▶ [What you need to do] Every entry should be returned exactly. Omit none of them.

(Records excerpted from a collection)

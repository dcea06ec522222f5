//! CRUD operations for [`UserRecord`] rows.

use chrono::{DateTime, Utc};
use rusqlite::params;

use crate::database::Database;
use crate::error::{Result, StoreError};
use crate::models::UserRecord;

impl Database {
    // ------------------------------------------------------------------
    // Create
    // ------------------------------------------------------------------

    /// Register a new identity. Fails with [`StoreError::UsernameTaken`] if
    /// the username already exists.
    pub fn create_user(&self, username: &str, certificate_pem: &str) -> Result<UserRecord> {
        let created_at = Utc::now();
        self.conn()
            .execute(
                "INSERT INTO users (username, certificate, created_at)
                 VALUES (?1, ?2, ?3)",
                params![username, certificate_pem, created_at.to_rfc3339()],
            )
            .map_err(|e| match e {
                rusqlite::Error::SqliteFailure(err, _)
                    if err.code == rusqlite::ErrorCode::ConstraintViolation =>
                {
                    StoreError::UsernameTaken
                }
                other => StoreError::Sqlite(other),
            })?;

        Ok(UserRecord {
            id: self.conn().last_insert_rowid(),
            username: username.to_string(),
            certificate_pem: certificate_pem.to_string(),
            created_at,
        })
    }

    // ------------------------------------------------------------------
    // Read
    // ------------------------------------------------------------------

    /// Fetch an identity by username.
    pub fn user_by_username(&self, username: &str) -> Result<UserRecord> {
        self.conn()
            .query_row(
                "SELECT id, username, certificate, created_at
                 FROM users
                 WHERE username = ?1",
                params![username],
                row_to_user,
            )
            .map_err(|e| match e {
                rusqlite::Error::QueryReturnedNoRows => StoreError::NotFound,
                other => StoreError::Sqlite(other),
            })
    }

    /// Fetch an identity by id.
    pub fn user_by_id(&self, id: i64) -> Result<UserRecord> {
        self.conn()
            .query_row(
                "SELECT id, username, certificate, created_at
                 FROM users
                 WHERE id = ?1",
                params![id],
                row_to_user,
            )
            .map_err(|e| match e {
                rusqlite::Error::QueryReturnedNoRows => StoreError::NotFound,
                other => StoreError::Sqlite(other),
            })
    }
}

// ---------------------------------------------------------------------------
// Helpers
// ---------------------------------------------------------------------------

/// Map a `rusqlite::Row` to a [`UserRecord`].
pub(crate) fn row_to_user(row: &rusqlite::Row<'_>) -> rusqlite::Result<UserRecord> {
    let id: i64 = row.get(0)?;
    let username: String = row.get(1)?;
    let certificate_pem: String = row.get(2)?;
    let created_str: String = row.get(3)?;

    let created_at: DateTime<Utc> = DateTime::parse_from_rfc3339(&created_str)
        .map(|dt| dt.with_timezone(&Utc))
        .map_err(|e| {
            rusqlite::Error::FromSqlConversionFailure(3, rusqlite::types::Type::Text, Box::new(e))
        })?;

    Ok(UserRecord {
        id,
        username,
        certificate_pem,
        created_at,
    })
}

#[cfg(test)]
mod tests {
    use super::*;

    #[test]
    fn create_and_fetch() {
        let db = Database::open_in_memory().unwrap();
        let user = db.create_user("alice", "PEM").unwrap();
        assert!(user.id >= 1);

        let by_name = db.user_by_username("alice").unwrap();
        assert_eq!(by_name, user);

        let by_id = db.user_by_id(user.id).unwrap();
        assert_eq!(by_id, user);
    }

    #[test]
    fn duplicate_username_rejected() {
        let db = Database::open_in_memory().unwrap();
        db.create_user("alice", "PEM").unwrap();
        assert!(matches!(
            db.create_user("alice", "PEM2"),
            Err(StoreError::UsernameTaken)
        ));
    }

    #[test]
    fn missing_user_is_not_found() {
        let db = Database::open_in_memory().unwrap();
        assert!(matches!(
            db.user_by_username("ghost"),
            Err(StoreError::NotFound)
        ));
    }
}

▶ [Solution to the problem]
repository dcea06ec522222f5
//! CRUD operations for [`UserRecord`] rows.

use chrono::{DateTime, Utc};
use rusqlite::params;

use crate::database::Database;
use crate::error::{Result, StoreError};
use crate::models::UserRecord;

impl Database {
    // ------------------------------------------------------------------
    // Create
    // ------------------------------------------------------------------

    /// Register a new identity. Fails with [`StoreError::UsernameTaken`] if
    /// the username already exists.
    pub fn create_user(&self, username: &str, certificate_pem: &str) -> Result<UserRecord> {
        let created_at = Utc::now();
        self.conn()
            .execute(
                "INSERT INTO users (username, certificate, created_at)
                 VALUES (?1, ?2, ?3)",
                params![username, certificate_pem, created_at.to_rfc3339()],
            )
            .map_err(|e| match e {
                rusqlite::Error::SqliteFailure(err, _)
                    if err.code == rusqlite::ErrorCode::ConstraintViolation =>
                {
                    StoreError::UsernameTaken
                }
                other => StoreError::Sqlite(other),
            })?;

        Ok(UserRecord {
            id: self.conn().last_insert_rowid(),
            username: username.to_string(),
            certificate_pem: certificate_pem.to_string(),
            created_at,
        })
    }

    // ------------------------------------------------------------------
    // Read
    // ------------------------------------------------------------------

    /// Fetch an identity by username.
    pub fn user_by_username(&self, username: &str) -> Result<UserRecord> {
        self.conn()
            .query_row(
                "SELECT id, username, certificate, created_at
                 FROM users
                 WHERE username = ?1",
                params![username],
                row_to_user,
            )
            .map_err(|e| match e {
                rusqlite::Error::QueryReturnedNoRows => StoreError::NotFound,
                other => StoreError::Sqlite(other),
            })
    }

    /// Fetch an identity by id.
    pub fn user_by_id(&self, id: i64) -> Result<UserRecord> {
        self.conn()
            .query_row(
                "SELECT id, username, certificate, created_at
                 FROM users
                 WHERE id = ?1",
                params![id],
                row_to_user,
            )
            .map_err(|e| match e {
                rusqlite::Error::QueryReturnedNoRows => StoreError::NotFound,
                other => StoreError::Sqlite(other),
            })
    }
}

// ---------------------------------------------------------------------------
// Helpers
// ---------------------------------------------------------------------------

/// Map a `rusqlite::Row` to a [`UserRecord`].
pub(crate) fn row_to_user(row: &rusqlite::Row<'_>) -> rusqlite::Result<UserRecord> {
    let id: i64 = row.get(0)?;
    let username: String = row.get(1)?;
    let certificate_pem: String = row.get(2)?;
    let created_str: String = row.get(3)?;

    let created_at: DateTime<Utc> = DateTime::parse_from_rfc3339(&created_str)
        .map(|dt| dt.with_timezone(&Utc))
        .map_err(|e| {
            rusqlite::Error::FromSqlConversionFailure(3, rusqlite::types::Type::Text, Box::new(e))
        })?;

    Ok(UserRecord {
        id,
        username,
        certificate_pem,
        created_at,
    })
}

#[cfg(test)]
mod tests {
    use super::*;

    #[test]
    fn create_and_fetch() {
        let db = Database::open_in_memory().unwrap();
        let user = db.create_user("alice", "PEM").unwrap();
        assert!(user.id >= 1);

        let by_name = db.user_by_username("alice").unwrap();
        assert_eq!(by_name, user);

        let by_id = db.user_by_id(user.id).unwrap();
        assert_eq!(by_id, user);
    }

    #[test]
    fn duplicate_username_rejected() {
        let db = Database::open_in_memory().unwrap();
        db.create_user("alice", "PEM").unwrap();
        assert!(matches!(
            db.create_user("alice", "PEM2"),
            Err(StoreError::UsernameTaken)
        ));
    }

    #[test]
    fn missing_user_is_not_found() {
        let db = Database::open_in_memory().unwrap();
        assert!(matches!(
            db.user_by_username("ghost"),
            Err(StoreError::NotFound)
        ));
    }
}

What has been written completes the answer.